REQUIRED WORK: Pick out the lines below with "inserted" and list them.

** ENTRIES PROVIDED follows **

// SPDX-FileCopyrightText: 2026 Atenea Contributors
// SPDX-License-Identifier: MIT OR Apache-2.0

//! Room operations: conditional find-or-create, guarded status moves,
//! handoff flag updates and the completion cascade.

use atenea_core::AteneaError;
use atenea_core::types::{AttentionStatus, Handler, RoomStatus, format_timestamp};
use chrono::{DateTime, Utc};
use rusqlite::{Connection, OptionalExtension, Row, params};
use tracing::debug;

use crate::database::{Database, map_tr_err};
use crate::models::{
    AUDIT_COLUMNS, CompletedRoom, HandoffEvent, NewRoom, Room, RoomFilter, audit_from_row,
    enum_from_row, u32_from_row,
};
use crate::queries::handoffs;
use crate::writer::{ensure_actor, ensure_actor_opt};

fn select_sql(filter: &str) -> String {
    format!(
        "SELECT id, channel, external_room_id, citizen_id, user_id, bot_replies, status,
                failed_bot_turns, {AUDIT_COLUMNS}
         FROM rooms WHERE {filter}"
    )
}

fn room_from_row(row: &Row<'_>) -> rusqlite::Result<Room> {
    Ok(Room {
        id: row.get(0)?,
        channel: row.get(1)?,
        external_room_id: row.get(2)?,
        citizen_id: row.get(3)?,
        user_id: row.get(4)?,
        bot_replies: row.get(5)?,
        status: enum_from_row(row, 6)?,
        failed_bot_turns: u32_from_row(row, 7)?,
        audit: audit_from_row(row, 8)?,
    })
}

pub(crate) fn get_tx(conn: &Connection, id: &str) -> rusqlite::Result<Option<Room>> {
    conn.query_row(
        &select_sql("id = ?1 AND deleted_at IS NULL"),
        params![id],
        room_from_row,
    )
    .optional()
}

/// Return the non-completed room for (channel, citizen) or create it.
///
/// The insert is conditional on the partial unique index over active rooms,
/// so concurrent callers converge on a single row.
pub async fn find_or_create(db: &Database, room: NewRoom) -> Result<Room, AteneaError> {
    db.connection()
        .call(move |conn| {
            let tx = conn.transaction()?;
            ensure_actor(&tx, &room.audit.created_by)?;
            let inserted = tx.execute(
                "INSERT INTO rooms (id, channel, external_room_id, citizen_id, bot_replies, status,
                                    failed_bot_turns, created_by, created_at, updated_at)
                 VALUES (?1, ?2, ?3, ?4, 1, 'pending', 0, ?5, ?6, ?7)
                 ON CONFLICT DO NOTHING",
                params![
                    room.id,
                    room.channel,
                    room.external_room_id,
                    room.citizen_id,
                    room.audit.created_by,
                    room.audit.created_at,
                    room.audit.updated_at,
                ],
            )?;
            let stored = tx.query_row(
                &select_sql(
                    "channel = ?1 AND citizen_id = ?2 AND status != 'completed' AND deleted_at IS NULL",
                ),
                params![room.channel, room.citizen_id],
                room_from_row,
            )?;
            tx.commit()?;
            debug!(room_id = %stored.id, created = inserted == 1, "room resolved");
            Ok(stored)
        })
        .await
        .map_err(map_tr_err)
}

/// Get a room by ID. Soft-deleted rows are not returned.
pub async fn get(db: &Database, id: &str) -> Result<Option<Room>, AteneaError> {
    let id = id.to_string();
    db.connection()
        .call(move |conn| get_tx(conn, &id))
        .await
        .map_err(map_tr_err)
}

/// List rooms matching every set filter field, most recently updated first.
pub async fn list(db: &Database, filter: RoomFilter) -> Result<Vec<Room>, AteneaError> {
    let status = filter.status.map(|s| s.to_string());
    db.connection()
        .call(move |conn| {
            let sql = select_sql(
                "deleted_at IS NULL
                   AND (?1 IS NULL OR status = ?1)
                   AND (?2 IS NULL OR user_id = ?2)
                   AND (?3 IS NULL OR channel = ?3)
                 ORDER BY updated_at DESC, created_at DESC",
            );
            let mut stmt = conn.prepare(&sql)?;
            let rows = stmt.query_map(
                params![status, filter.user_id, filter.channel],
                room_from_row,
            )?;
            rows.collect()
        })
        .await
        .map_err(map_tr_err)
}

/// Move the room from `expected` to `next`. Returns `false` when the guard fails.
pub async fn update_status(
    db: &Database,
    id: &str,
    expected: RoomStatus,
    next: RoomStatus,
    actor: &str,
    at: DateTime<Utc>,
) -> Result<bool, AteneaError> {
    let id = id.to_string();
    let actor = actor.to_string();
    let at = format_timestamp(at);
    db.connection()
        .call(move |conn| {
            let tx = conn.transaction()?;
            ensure_actor(&tx, &actor)?;
            let changed = tx.execute(
                "UPDATE rooms SET status = ?1, updated_by = ?2, updated_at = ?3
                 WHERE id = ?4 AND status = ?5 AND deleted_at IS NULL",
                params![next.to_string(), actor, at, id, expected.to_string()],
            )?;
            tx.commit()?;
            Ok(changed == 1)
        })
        .await
        .map_err(map_tr_err)
}

/// Complete the room, force-closing its open attentions, in one transaction.
///
/// Returns `None` (and writes nothing) when the room is not in `expected`.
pub async fn complete(
    db: &Database,
    id: &str,
    expected: RoomStatus,
    close_reason: &str,
    actor: &str,
    at: DateTime<Utc>,
) -> Result<Option<CompletedRoom>, AteneaError> {
    let id = id.to_string();
    let close_reason = close_reason.to_string();
    let actor = actor.to_string();
    let at = format_timestamp(at);
    db.connection()
        .call(move |conn| {
            let tx = conn.transaction()?;
            ensure_actor(&tx, &actor)?;
            let changed = tx.execute(
                "UPDATE rooms SET status = 'completed', updated_by = ?1, updated_at = ?2
                 WHERE id = ?3 AND status = ?4 AND deleted_at IS NULL",
                params![actor, at, id, expected.to_string()],
            )?;
            if changed == 0 {
                return Ok(None);
            }

            let force_closed: Vec<String> = {
                let mut stmt = tx.prepare(
                    "SELECT id FROM attentions
                     WHERE room_id = ?1 AND status != ?2 AND deleted_at IS NULL",
                )?;
                let rows = stmt.query_map(
                    params![id, AttentionStatus::Closed.to_string()],
                    |row| row.get(0),
                )?;
                rows.collect::<Result<_, _>>()?
            };
            tx.execute(
                "UPDATE attentions
                 SET status = 'closed', end_date = ?1, close_reason = ?2,
                     updated_by = ?3, updated_at = ?1
                 WHERE room_id = ?4 AND status != 'closed' AND deleted_at IS NULL",
                params![at, close_reason, actor, id],
            )?;

            let room = get_tx(&tx, &id)?.ok_or(rusqlite::Error::QueryReturnedNoRows)?;
            tx.commit()?;
            Ok(Some(CompletedRoom { room, force_closed }))
        })
        .await
        .map_err(map_tr_err)
}

/// Flip the handler and record the handoff event in one transaction.
///
/// Returns `None` (and writes nothing) when the room is completed, missing,
/// or not currently served by `event.from_handler`.
pub async fn apply_handoff(
    db: &Database,
    event: HandoffEvent,
    assign_user: Option<String>,
    actor: &str,
) -> Result<Option<Room>, AteneaError> {
    let actor = actor.to_string();
    db.connection()
        .call(move |conn| {
            let tx = conn.transaction()?;
            ensure_actor(&tx, &actor)?;
            ensure_actor_opt(&tx, assign_user.as_deref())?;
            ensure_actor_opt(&tx, event.user_id.as_deref())?;

            let from_bot = event.from_handler == Handler::Bot;
            let to_bot = event.to_handler == Handler::Bot;
            let changed = tx.execute(
                "UPDATE rooms
                 SET bot_replies = ?1, user_id = COALESCE(user_id, ?2), failed_bot_turns = 0,
                     updated_by = ?3, updated_at = ?4
                 WHERE id = ?5 AND bot_replies = ?6 AND status != 'completed'
                   AND deleted_at IS NULL",
                params![
                    to_bot,
                    assign_user,
                    actor,
                    event.created_at,
                    event.room_id,
                    from_bot
                ],
            )?;
            if changed == 0 {
                return Ok(None);
            }
            handoffs::insert_tx(&tx, &event)?;
            let room = get_tx(&tx, &event.room_id)?;
            tx.commit()?;
            Ok(room)
        })
        .await
        .map_err(map_tr_err)
}

/// Assign an agent to an active, unassigned room.
pub async fn assign_user(
    db: &Database,
    id: &str,
    user_id: &str,
    at: DateTime<Utc>,
) -> Result<Option<Room>, AteneaError> {
    let id = id.to_string();
    let user_id = user_id.to_string();
    let at = format_timestamp(at);
    db.connection()
        .call(move |conn| {
            let tx = conn.transaction()?;
            ensure_actor(&tx, &user_id)?;
            let changed = tx.execute(
                "UPDATE rooms SET user_id = ?1, updated_by = ?1, updated_at = ?2
                 WHERE id = ?3 AND user_id IS NULL AND status != 'completed'
                   AND deleted_at IS NULL",
                params![user_id, at, id],
            )?;
            if changed == 0 {
                return Ok(None);
            }
            let room = get_tx(&tx, &id)?;
            tx.commit()?;
            Ok(room)
        })
        .await
        .map_err(map_tr_err)
}

/// Increment the failed bot turn counter and return the new value.
pub async fn record_failed_turn(
    db: &Database,
    id: &str,
    at: DateTime<Utc>,
) -> Result<u32, AteneaError> {
    let id = id.to_string();
    let at = format_timestamp(at);
    db.connection()
        .call(move |conn| {
            let count = conn
                .query_row(
                    "UPDATE rooms SET failed_bot_turns = failed_bot_turns + 1, updated_at = ?1
                     WHERE id = ?2 AND deleted_at IS NULL
                     RETURNING failed_bot_turns",
                    params![at, id],
                    |row| u32_from_row(row, 0),
                )
                .optional()?;
            Ok(count.ok_or_else(|| AteneaError::not_found("room", id)))
        })
        .await
        .map_err(map_tr_err)?
}

/// Reset the failed bot turn counter.
pub async fn reset_failed_turns(db: &Database, id: &str) -> Result<(), AteneaError> {
    let id = id.to_string();
    db.connection()
        .call(move |conn| {
            conn.execute(
                "UPDATE rooms SET failed_bot_turns = 0 WHERE id = ?1",
                params![id],
            )?;
            Ok(())
        })
        .await
        .map_err(map_tr_err)
}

** End of ENTRIES PROVIDED **

PROBLEM SOLUTION:
            let inserted = tx.execute(
            debug!(room_id = %stored.id, created = inserted == 1, "room resolved");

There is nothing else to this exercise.